Stored data entries:
- - - - -

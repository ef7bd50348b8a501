//! The public façade: one call from prompt to routed, attributed result.
//!
//! [`Router::complete`] runs the whole pipeline — analyze, route, execute
//! with failover, compute rewards, attribute feedback to every attempted arm,
//! persist the interaction and the updated posteriors — and returns a typed
//! [`RoutingResult`]. Persistence is optional: a router built without a
//! database or state store runs fully in memory, learning within the process.

use std::collections::{HashMap, VecDeque};
use std::sync::atomic::{AtomicU64, Ordering};
use std::sync::Arc;

use ndarray::Array1;

use crate::analyzer::QueryAnalyzer;
use crate::bandit::{BanditFeedback, RewardCalculator};
use crate::config::{Algorithm, RouterConfig};
use crate::engine::{RoutingEngine, SelectorSnapshot};
use crate::error::ConduitError;
use crate::executor::{CompletionClient, ExecutionResult, ModelExecutor};
use crate::models::{Feedback, Query, QueryConstraints, RouterPhase, RoutingResult};
use crate::registry::ModelRegistry;
use crate::storage::{Database, PostgresStateStore};

/// Cap on remembered decision contexts for delayed feedback attribution.
const PENDING_ATTRIBUTION_CAP: usize = 1024;

/// Context needed to attribute late-arriving feedback to the right policy.
struct PendingAttribution {
    model_id: String,
    phase: Option<RouterPhase>,
    context: Array1<f64>,
    cost: f64,
    latency: f64,
}

/// Bounded FIFO map from response id to attribution context.
struct PendingAttributions {
    entries: HashMap<String, PendingAttribution>,
    order: VecDeque<String>,
}

impl PendingAttributions {
    fn new() -> Self {
        Self {
            entries: HashMap::new(),
            order: VecDeque::new(),
        }
    }

    fn insert(&mut self, response_id: String, pending: PendingAttribution) {
        if self.order.len() >= PENDING_ATTRIBUTION_CAP {
            if let Some(evicted) = self.order.pop_front() {
                self.entries.remove(&evicted);
            }
        }
        self.order.push_back(response_id.clone());
        self.entries.insert(response_id, pending);
    }

    fn take(&mut self, response_id: &str) -> Option<PendingAttribution> {
        self.entries.remove(response_id)
    }
}

/// The ML-powered request router.
pub struct Router {
    config: RouterConfig,
    engine: RoutingEngine,
    executor: ModelExecutor,
    client: Arc<dyn CompletionClient>,
    reward: tokio::sync::Mutex<RewardCalculator>,
    pending: tokio::sync::Mutex<PendingAttributions>,
    database: Option<Arc<Database>>,
    state_store: Option<Arc<PostgresStateStore>>,
    router_id: String,
    updates_since_persist: AtomicU64,
}

impl Router {
    /// Build a router over the built-in pricing catalog.
    pub fn new(
        client: Arc<dyn CompletionClient>,
        config: RouterConfig,
    ) -> Result<Self, ConduitError> {
        let registry = Arc::new(ModelRegistry::from_default_catalog()?);
        Self::with_registry(client, config, registry)
    }

    /// Build a router over a caller-provided registry.
    pub fn with_registry(
        client: Arc<dyn CompletionClient>,
        config: RouterConfig,
        registry: Arc<ModelRegistry>,
    ) -> Result<Self, ConduitError> {
        config.validate()?;
        let analyzer = Arc::new(QueryAnalyzer::new(config.embedding_dim));
        Self::assemble(client, config, registry, analyzer)
    }

    /// Build a router with a custom analyzer (custom embedder or cache).
    pub fn with_analyzer(
        client: Arc<dyn CompletionClient>,
        config: RouterConfig,
        registry: Arc<ModelRegistry>,
        analyzer: Arc<QueryAnalyzer>,
    ) -> Result<Self, ConduitError> {
        config.validate()?;
        if analyzer.embedding_dim() != config.embedding_dim {
            return Err(ConduitError::Config(
                crate::error::ConfigError::InvalidSetting {
                    setting: "embedding_dim".to_string(),
                    reason: format!(
                        "analyzer produces {} dims, config expects {}",
                        analyzer.embedding_dim(),
                        config.embedding_dim
                    ),
                },
            ));
        }
        Self::assemble(client, config, registry, analyzer)
    }

    fn assemble(
        client: Arc<dyn CompletionClient>,
        config: RouterConfig,
        registry: Arc<ModelRegistry>,
        analyzer: Arc<QueryAnalyzer>,
    ) -> Result<Self, ConduitError> {
        let engine = RoutingEngine::new(registry, analyzer, &config)?;
        let executor = ModelExecutor::new(config.call_timeout);
        let reward = RewardCalculator::new(config.reward_weights, config.latency_ceiling);
        Ok(Self {
            engine,
            executor,
            client,
            reward: tokio::sync::Mutex::new(reward),
            pending: tokio::sync::Mutex::new(PendingAttributions::new()),
            database: None,
            state_store: None,
            router_id: "conduit-default".to_string(),
            updates_since_persist: AtomicU64::new(0),
            config,
        })
    }

    /// Attach the audit database.
    pub fn with_database(mut self, database: Arc<Database>) -> Self {
        self.database = Some(database);
        self
    }

    /// Attach the versioned state store.
    pub fn with_state_store(mut self, state_store: Arc<PostgresStateStore>) -> Self {
        self.state_store = Some(state_store);
        self
    }

    /// Set the router id used as the persistence namespace.
    pub fn with_router_id(mut self, router_id: impl Into<String>) -> Self {
        self.router_id = router_id.into();
        self
    }

    /// The configuration this router was built with.
    pub fn config(&self) -> &RouterConfig {
        &self.config
    }

    /// The routing engine (primarily for diagnostics).
    pub fn engine(&self) -> &RoutingEngine {
        &self.engine
    }

    /// Restore persisted posterior state, if a state store is attached and a
    /// snapshot exists. Call once at startup, before serving.
    pub async fn load_persisted_state(&self) -> Result<bool, ConduitError> {
        let Some(store) = &self.state_store else {
            return Ok(false);
        };

        let snapshot = match self.config.algorithm {
            Algorithm::Hybrid => store
                .load_hybrid_state(&self.router_id)
                .await?
                .map(|(s, _)| SelectorSnapshot::Hybrid(s)),
            other => {
                let key = algorithm_key(other);
                store
                    .load_bandit_state(&self.router_id, key)
                    .await?
                    .map(|(s, _)| SelectorSnapshot::Single(s))
            }
        };

        match snapshot {
            Some(snapshot) => {
                self.engine.restore_selector(&snapshot).await?;
                tracing::info!(router_id = %self.router_id, "restored persisted bandit state");
                Ok(true)
            }
            None => Ok(false),
        }
    }

    /// Route and execute one prompt.
    ///
    /// Pipeline: validate, analyze, route, execute with failover, compute
    /// rewards, attribute to every attempted arm, persist.
    pub async fn complete(
        &self,
        prompt: &str,
        user_id: Option<&str>,
        constraints: Option<QueryConstraints>,
    ) -> Result<RoutingResult, ConduitError> {
        let mut query = Query::new(prompt)?;
        if let Some(user_id) = user_id {
            query = query.with_user_id(user_id);
        }
        if let Some(constraints) = constraints {
            query = query.with_constraints(constraints)?;
        }

        if let Some(db) = &self.database {
            db.save_query(&query).await?;
        }

        let decision = self.engine.route(&query).await?;
        let context = decision.features.context_vector();

        let execution = match self
            .executor
            .execute_with_fallback(self.client.as_ref(), &decision, &query.text, None)
            .await
        {
            Ok(execution) => execution,
            Err(err) => {
                // Every arm failed; penalize them all so flaky arms stop
                // being selected, then surface the error.
                if let crate::error::ExecutionError::AllModelsFailed { errors } = &err {
                    let failed: Vec<String> = errors.iter().map(|(m, _)| m.clone()).collect();
                    self.attribute_failures(&failed, &context, decision.phase)
                        .await;
                    if let Err(persist_err) = self.maybe_persist_state(failed.len() as u64).await {
                        // The execution failure is the caller's error; a
                        // persistence hiccup on top of it is only logged.
                        tracing::warn!(error = %persist_err, "state persistence failed after exhaustion");
                    }
                }
                return Err(err.into());
            }
        };

        let updates = self
            .attribute_execution(&decision.phase, &context, &execution)
            .await?;

        if let Some(db) = &self.database {
            db.save_complete_interaction(&decision, &execution.response, None)
                .await?;
        }
        self.maybe_persist_state(updates).await?;

        self.pending.lock().await.insert(
            execution.response.id.clone(),
            PendingAttribution {
                model_id: execution.model_used.clone(),
                phase: decision.phase,
                context,
                cost: execution.response.cost,
                latency: execution.response.latency,
            },
        );

        Ok(RoutingResult::from_response(&execution.response, &decision))
    }

    /// Apply delayed user feedback to the arm that served the response.
    ///
    /// The router remembers recent decisions (bounded); feedback for a
    /// response it no longer remembers is persisted but cannot update
    /// posteriors, which is logged.
    pub async fn record_feedback(&self, feedback: &Feedback) -> Result<(), ConduitError> {
        let pending = self.pending.lock().await.take(&feedback.response_id);

        match pending {
            Some(pending) => {
                let bandit_feedback = BanditFeedback {
                    model_id: pending.model_id.clone(),
                    cost: pending.cost,
                    quality_score: feedback.quality_score,
                    latency: pending.latency,
                };
                let reward = self.reward.lock().await.reward(&bandit_feedback);
                self.engine
                    .apply_update(&bandit_feedback, reward, Some(&pending.context), pending.phase)
                    .await?;
                self.maybe_persist_state(1).await?;
            }
            None => {
                tracing::warn!(
                    response_id = %feedback.response_id,
                    "feedback for unknown response; posteriors not updated"
                );
            }
        }

        if let Some(db) = &self.database {
            db.save_feedback(feedback).await?;
        }
        Ok(())
    }

    /// Diagnostic statistics: selector state plus persistence counters.
    pub async fn stats(&self) -> serde_json::Value {
        let mut stats = self.engine.stats().await;
        if let Some(obj) = stats.as_object_mut() {
            obj.insert(
                "registry_models".to_string(),
                self.engine.registry().len().into(),
            );
            if let Some(store) = &self.state_store {
                obj.insert("state_conflicts".to_string(), store.conflict_count().into());
            }
        }
        stats
    }

    /// Attribute a successful execution: penalize the arms that failed, then
    /// reward the one that served. Exactly `failed + 1` updates.
    async fn attribute_execution(
        &self,
        phase: &Option<RouterPhase>,
        context: &Array1<f64>,
        execution: &ExecutionResult,
    ) -> Result<u64, ConduitError> {
        self.attribute_failures(&execution.failed_models, context, *phase)
            .await;

        let quality = execution.quality.unwrap_or_else(|| {
            self.engine
                .registry()
                .by_id(&execution.model_used)
                .map(|arm| arm.expected_quality)
                .unwrap_or(0.5)
        });
        let bandit_feedback = BanditFeedback {
            model_id: execution.model_used.clone(),
            cost: execution.response.cost,
            quality_score: quality,
            latency: execution.response.latency,
        };
        let reward = self.reward.lock().await.reward(&bandit_feedback);
        self.engine
            .apply_update(&bandit_feedback, reward, Some(context), *phase)
            .await?;

        Ok(execution.failed_models.len() as u64 + 1)
    }

    /// Penalize failed arms: quality 0, cost 0, latency = the per-arm
    /// timeout they burned.
    async fn attribute_failures(
        &self,
        failed_models: &[String],
        context: &Array1<f64>,
        phase: Option<RouterPhase>,
    ) {
        let timeout_secs = self.executor.timeout().as_secs_f64();
        for model_id in failed_models {
            let bandit_feedback = BanditFeedback {
                model_id: model_id.clone(),
                cost: 0.0,
                quality_score: 0.0,
                latency: timeout_secs,
            };
            let reward = self.reward.lock().await.reward(&bandit_feedback);
            if let Err(err) = self
                .engine
                .apply_update(&bandit_feedback, reward, Some(context), phase)
                .await
            {
                tracing::warn!(model_id = %model_id, error = %err, "failure attribution skipped");
            }
        }
    }

    /// Persist selector state after `n` more updates, batched by
    /// `persist_every_k`.
    async fn maybe_persist_state(&self, n: u64) -> Result<(), ConduitError> {
        let Some(store) = &self.state_store else {
            return Ok(());
        };
        let total = self.updates_since_persist.fetch_add(n, Ordering::SeqCst) + n;
        if total < self.config.persist_every_k {
            return Ok(());
        }
        self.updates_since_persist.store(0, Ordering::SeqCst);

        let snapshot = self.engine.selector_snapshot().await;
        let version = match &snapshot {
            SelectorSnapshot::Single(s) => {
                store
                    .save_bandit_state(&self.router_id, snapshot.key(), s)
                    .await?
            }
            SelectorSnapshot::Hybrid(s) => store.save_hybrid_state(&self.router_id, s).await?,
        };
        tracing::debug!(
            router_id = %self.router_id,
            key = snapshot.key(),
            version = version,
            "persisted bandit state"
        );
        Ok(())
    }
}

fn algorithm_key(algorithm: Algorithm) -> &'static str {
    match algorithm {
        Algorithm::BetaTs => "beta_ts",
        Algorithm::Ucb1 => "ucb1",
        Algorithm::Linucb => "linucb",
        Algorithm::CtxTs => "ctx_ts",
        Algorithm::Hybrid => "hybrid",
    }
}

- - - - -

→ What is required:
For every line in the data above that has the string "warn", return that line.

→ Response area:
                        tracing::warn!(error = %persist_err, "state persistence failed after exhaustion");
                tracing::warn!(
                tracing::warn!(model_id = %model_id, error = %err, "failure attribution skipped");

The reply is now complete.